Farkında mısınız? 16 Nisan'daki anayasa referandumunun ardından ekonomide ciddi bir canlanma başladı. Bunu söylediğim için 'yağcılık' yaptığımı filan düşünmeyin.
Ne slogan ne de kafadan atıyorum.
İnanmayan açsın istatistikleri incelesin.
Ya da siz yorulmayın. Ben sizin için 8-9 göstergeyi çıkardım. Buyrun okuyun...
Önce dün açıklanan Türkiye Bankalar Birliği'nin Risk Merkezi verilerinden başlayayım.
Burada dikkat çekici rakamlar var. Bankada nakit karşılığı olmayan çek (karşılıksız çek) sayısı iyice geriliyor.
Martta yüzde 2.7'ye düşmüş durumda. Hatırlayın, bu rakam 2016'da yüzde 3.9'du.
Kredi ve kart borcunu ödeyemeyen kişi sayısı azalıyor.
Bireysel kredi borcundan dolayı yasal takibe intikal eden kişi sayısı ilk 3 ayda yüzde 1 azaldı. 207 binden 205 bine düştü.
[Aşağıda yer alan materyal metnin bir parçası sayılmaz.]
use std::sync::Arc;

use futures::future::LocalBoxFuture;
use leptos::ev;
use leptos::prelude::*;
use leptos::task::spawn_local;
use log::{info, warn};

use crate::components::assistant_prompt::AssistantPrompt;
use crate::components::force_graph::{ForceGraphCanvas, node_color};
use crate::context::ExploreContext;
use crate::error::{ExploreError, Result};
use crate::view_state::model::Node;
use crate::view_state::{ViewKey, ViewportSnapshot};

type Load = LocalBoxFuture<'static, Result<Arc<ViewportSnapshot>>>;

fn find_node(snapshot: &Option<Arc<ViewportSnapshot>>, id: &str) -> Option<Node> {
	snapshot
		.as_ref()
		.and_then(|s| s.nodes.iter().find(|n| n.id == id).cloned())
}

/// Viewport around the selected node, with depth control, hover details and
/// the assistant prompt.
#[component]
pub fn Explore(ctx: ExploreContext) -> impl IntoView {
	let config = ctx.config.clone();
	let session = StoredValue::new_local(ctx.session());

	let selected = RwSignal::new(config.default_start_node.clone());
	let depth = RwSignal::new(config.default_depth);
	let snapshot = RwSignal::new(Option::<Arc<ViewportSnapshot>>::None);
	let loading = RwSignal::new(false);
	let error = RwSignal::new(Option::<String>::None);
	let hovered = RwSignal::new(Option::<String>::None);
	let details = RwSignal::new(Option::<String>::None);

	on_cleanup(move || {
		session.try_with_value(|s| s.cancel());
	});

	let run = move |load: Load| {
		loading.set(true);
		spawn_local(async move {
			match load.await {
				Ok(snap) => {
					snapshot.set(Some(snap));
					error.set(None);
					loading.set(false);
				}
				// A newer request owns the loading state.
				Err(ExploreError::StaleResultDiscarded) => {}
				Err(err) => {
					warn!("explore: {err}");
					error.set(Some(err.to_string()));
					loading.set(false);
				}
			}
		});
	};

	Effect::new(move |_| {
		let key = ViewKey::new(selected.get(), depth.get());
		if let Some(load) = session.try_with_value(|s| s.load(key)) {
			run(load);
		}
	});

	let reset_view = move |_: ev::MouseEvent| {
		let key = ViewKey::new(selected.get_untracked(), depth.get_untracked());
		info!("explore: resetting view for {key}");
		if let Some(load) = session.try_with_value(|s| s.reload(key)) {
			run(load);
		}
	};

	let on_depth = move |ev: ev::Event| match event_target_value(&ev).parse::<u32>() {
		Ok(value) => depth.set(value),
		Err(_) => warn!("explore: ignoring depth {:?}", event_target_value(&ev)),
	};

	let on_select = Callback::new(move |id: String| {
		if id != selected.get_untracked() {
			selected.set(id);
		}
	});
	let on_hover = Callback::new(move |node: Option<String>| hovered.set(node));
	let on_open = Callback::new(move |id: String| details.set(Some(id)));

	let depth_options = config.depth_options.clone();

	view! {
		<div class="explore-page">
			<header class="explore-toolbar">
				<div class="explore-title">
					<span class="muted">"Explore"</span>
					<strong>{move || selected.get()}</strong>
				</div>
				<label class="muted">"Depth"</label>
				<select on:change=on_depth prop:value=move || depth.get().to_string()>
					{depth_options
						.into_iter()
						.map(|d| view! { <option value=d.to_string()>{d}</option> })
						.collect_view()}
				</select>
				<button on:click=reset_view>"Reset view"</button>
			</header>

			{move || {
				error
					.get()
					.map(|message| {
						view! {
							<div class="explore-error">
								<strong>"Error"</strong>
								<pre>{message}</pre>
							</div>
						}
					})
			}}

			<div class="explore-canvas">
				<ForceGraphCanvas
					ctx=ctx.clone()
					snapshot=snapshot
					selected=selected
					on_select=on_select
					on_hover=on_hover
					on_open=on_open
				/>

				<Show when=move || loading.get()>
					<div class="explore-overlay loading">"Loading..."</div>
				</Show>

				{move || {
					snapshot
						.with(|s| s.as_ref().map(|s| (s.nodes.len(), s.edges.len())))
						.map(|(nodes, edges)| {
							view! {
								<div class="explore-overlay counters">
									<div>{format!("Nodes: {nodes}")}</div>
									<div>{format!("Edges: {edges}")}</div>
								</div>
							}
						})
				}}

				{move || {
					let id = hovered.get()?;
					let node = snapshot.with(|s| find_node(s, &id))?;
					let swatch = format!("background: {}", node_color(node.kind.as_deref(), &node.category));
					Some(view! {
						<div class="explore-overlay tooltip">
							<span class="swatch" style=swatch />
							<strong>{node.display_label}</strong>
							<span class="muted">{node.category}</span>
						</div>
					})
				}}

				{move || {
					let id = details.get()?;
					let node = snapshot.with(|s| find_node(s, &id))?;
					let attributes = serde_json::to_string_pretty(&node.attributes).unwrap_or_default();
					Some(view! {
						<div class="explore-overlay details">
							<button on:click=move |_| details.set(None)>"Close"</button>
							<h3>{node.display_label}</h3>
							<div class="muted">{format!("{} - {}", node.id, node.category)}</div>
							<pre>{attributes}</pre>
						</div>
					})
				}}
			</div>

			<AssistantPrompt ctx=ctx.clone() center=selected depth=depth related=details />
		</div>
	}
}
//! Viewport fetcher: one meaningful in-flight request per view.
//!
//! A call for a new key cancels interest in the previous one. A call for the
//! key that is already in flight joins the pending request instead of issuing
//! a second one. Results never touch the cache here; the caller decides.

use std::cell::{Cell, RefCell};
use std::rc::Rc;
use std::sync::Arc;

use futures::future::{FutureExt, LocalBoxFuture, Shared};
use log::debug;

use super::cancel::CancellationToken;
use super::dto::ViewportDto;
use super::model::{ViewKey, ViewportSnapshot};
use crate::api::ApiClient;
use crate::config::AppConfig;
use crate::error::{ExploreError, Result};

/// Anything that can answer a viewport request.
pub trait ViewportSource {
	fn viewport(&self, key: &ViewKey) -> LocalBoxFuture<'static, Result<ViewportDto>>;
}

/// The graph service's `GET /v1/graph/viewport` endpoint.
pub struct HttpViewportSource {
	client: ApiClient,
}

impl HttpViewportSource {
	pub fn new(client: ApiClient) -> Self {
		Self { client }
	}
}

impl ViewportSource for HttpViewportSource {
	fn viewport(&self, key: &ViewKey) -> LocalBoxFuture<'static, Result<ViewportDto>> {
		let client = self.client.clone();
		let path = ApiClient::viewport_path(&key.center_id, key.depth);
		async move {
			let body = client.get_text(&path).await?;
			ViewportDto::from_json(&body)
		}
		.boxed_local()
	}
}

pub type SharedViewport = Shared<LocalBoxFuture<'static, Result<Arc<ViewportSnapshot>>>>;

/// Handle to a started fetch. The token stays valid after the future
/// resolves so late consumers can re-check interest before applying it.
#[derive(Clone)]
pub struct PendingFetch {
	pub key: ViewKey,
	pub token: CancellationToken,
	pub result: SharedViewport,
}

struct InFlight {
	generation: u64,
	fetch: PendingFetch,
}

pub struct ViewportFetcher {
	source: Rc<dyn ViewportSource>,
	config: Rc<AppConfig>,
	in_flight: Rc<RefCell<Option<InFlight>>>,
	generation: Cell<u64>,
}

impl ViewportFetcher {
	pub fn new(source: Rc<dyn ViewportSource>, config: Rc<AppConfig>) -> Self {
		Self {
			source,
			config,
			in_flight: Rc::new(RefCell::new(None)),
			generation: Cell::new(0),
		}
	}

	/// Starts (or joins) the fetch for `key`. The cancellation token is
	/// captured here, synchronously, not when the future is first polled.
	pub fn fetch(&self, key: ViewKey) -> PendingFetch {
		if let Some(current) = self.in_flight.borrow().as_ref() {
			if current.fetch.key == key && !current.fetch.token.is_cancelled() {
				debug!("fetcher: joining in-flight request for {key}");
				return current.fetch.clone();
			}
		}
		self.cancel();

		let generation = self.generation.get() + 1;
		self.generation.set(generation);

		let token = CancellationToken::new();
		let request = self.source.viewport(&key);
		let config = self.config.clone();
		let in_flight = Rc::downgrade(&self.in_flight);
		let (task_key, task_token) = (key.clone(), token.clone());

		debug!("fetcher: requesting viewport {key}");
		let result = async move {
			let response = request.await;

			// Settled requests leave the in-flight slot unless superseded.
			if let Some(slot) = in_flight.upgrade() {
				let mut slot = slot.borrow_mut();
				if slot.as_ref().is_some_and(|f| f.generation == generation) {
					*slot = None;
				}
			}

			if task_token.is_cancelled() {
				debug!("fetcher: discarding stale response for {task_key}");
				return Err(ExploreError::StaleResultDiscarded);
			}
			let snapshot = response?.into_snapshot(&task_key, &config);
			Ok(Arc::new(snapshot))
		}
		.boxed_local()
		.shared();

		let fetch = PendingFetch { key, token, result };
		*self.in_flight.borrow_mut() = Some(InFlight {
			generation,
			fetch: fetch.clone(),
		});
		fetch
	}

	/// Abandons interest in whatever is in flight.
	pub fn cancel(&self) {
		if let Some(current) = self.in_flight.borrow_mut().take() {
			debug!("fetcher: cancelling request for {}", current.fetch.key);
			current.fetch.token.cancel();
		}
	}

	pub fn in_flight_key(&self) -> Option<ViewKey> {
		self.in_flight.borrow().as_ref().map(|f| f.fetch.key.clone())
	}
}

#[cfg(test)]
pub(crate) mod testing {
	use std::collections::HashMap;

	use futures::channel::oneshot;

	use super::*;

	/// Source whose responses are released by the test, one per request.
	#[derive(Default)]
	pub struct ScriptedSource {
		pending: RefCell<HashMap<ViewKey, Vec<oneshot::Sender<Result<ViewportDto>>>>>,
		pub requests: RefCell<Vec<ViewKey>>,
	}

	impl ScriptedSource {
		pub fn respond(&self, key: &ViewKey, body: &str) {
			let dto = ViewportDto::from_json(body);
			self.respond_with(key, dto);
		}

		pub fn respond_with(&self, key: &ViewKey, result: Result<ViewportDto>) {
			let sender = self
				.pending
				.borrow_mut()
				.get_mut(key)
				.and_then(|senders| (!senders.is_empty()).then(|| senders.remove(0)))
				.expect("no pending request for key");
			let _ = sender.send(result);
		}

		pub fn request_count(&self) -> usize {
			self.requests.borrow().len()
		}
	}

	impl ViewportSource for ScriptedSource {
		fn viewport(&self, key: &ViewKey) -> LocalBoxFuture<'static, Result<ViewportDto>> {
			let (tx, rx) = oneshot::channel();
			self.requests.borrow_mut().push(key.clone());
			self.pending
				.borrow_mut()
				.entry(key.clone())
				.or_default()
				.push(tx);
			async move {
				rx.await
					.unwrap_or_else(|_| Err(ExploreError::network("request dropped")))
			}
			.boxed_local()
		}
	}
}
Geçen yıla göre bireysel kredi kartlarında borcunu ödeyemeyen kişi sayısında da azalma var. Üç ayda 22 bin kişi daha borcuna sadık kalmış.
Tahsili gecikmiş alacakların oranı geçen yıl yüzde 3.4'ken, bu yıl nisanda 3.2'ye gerilemiş durumda.
Bankaların verdiği toplam kredilere bakarsanız, ilk çeyrekte yüzde 7 yükselişi görürsünüz.
Sadece bankacılık verilerini de incelemeyin.
Misal, sanayi üretiminin 3 ayda nereden nereye geldiğini düşünün. Hatırlarsınız, martta yıllık yüzde 2.8 ile 14 ayın en hızlı artışını gerçekleştirmişti. Keza önceki gün açıklanan işsizlik verileri de 10 ay sonra düşüşün başladığına işaret etti. Ocak-şubatta istihdam sayısının 287 bin kişi olması sevindirici bir gelişme.
Yabancıların Türkiye'de yılbaşından bu yana 2.8 milyar dolarlık net alım yaptığını da gözardı etmemek gerekir. Çünkü bu da ülkeye güvenin göstergesi olarak yorumlanmalı.
Hepsini alt alta koyduğunuzda ekonomideki yavaşlamanın geride kalmaya başladığını söylemek yanlış olmaz.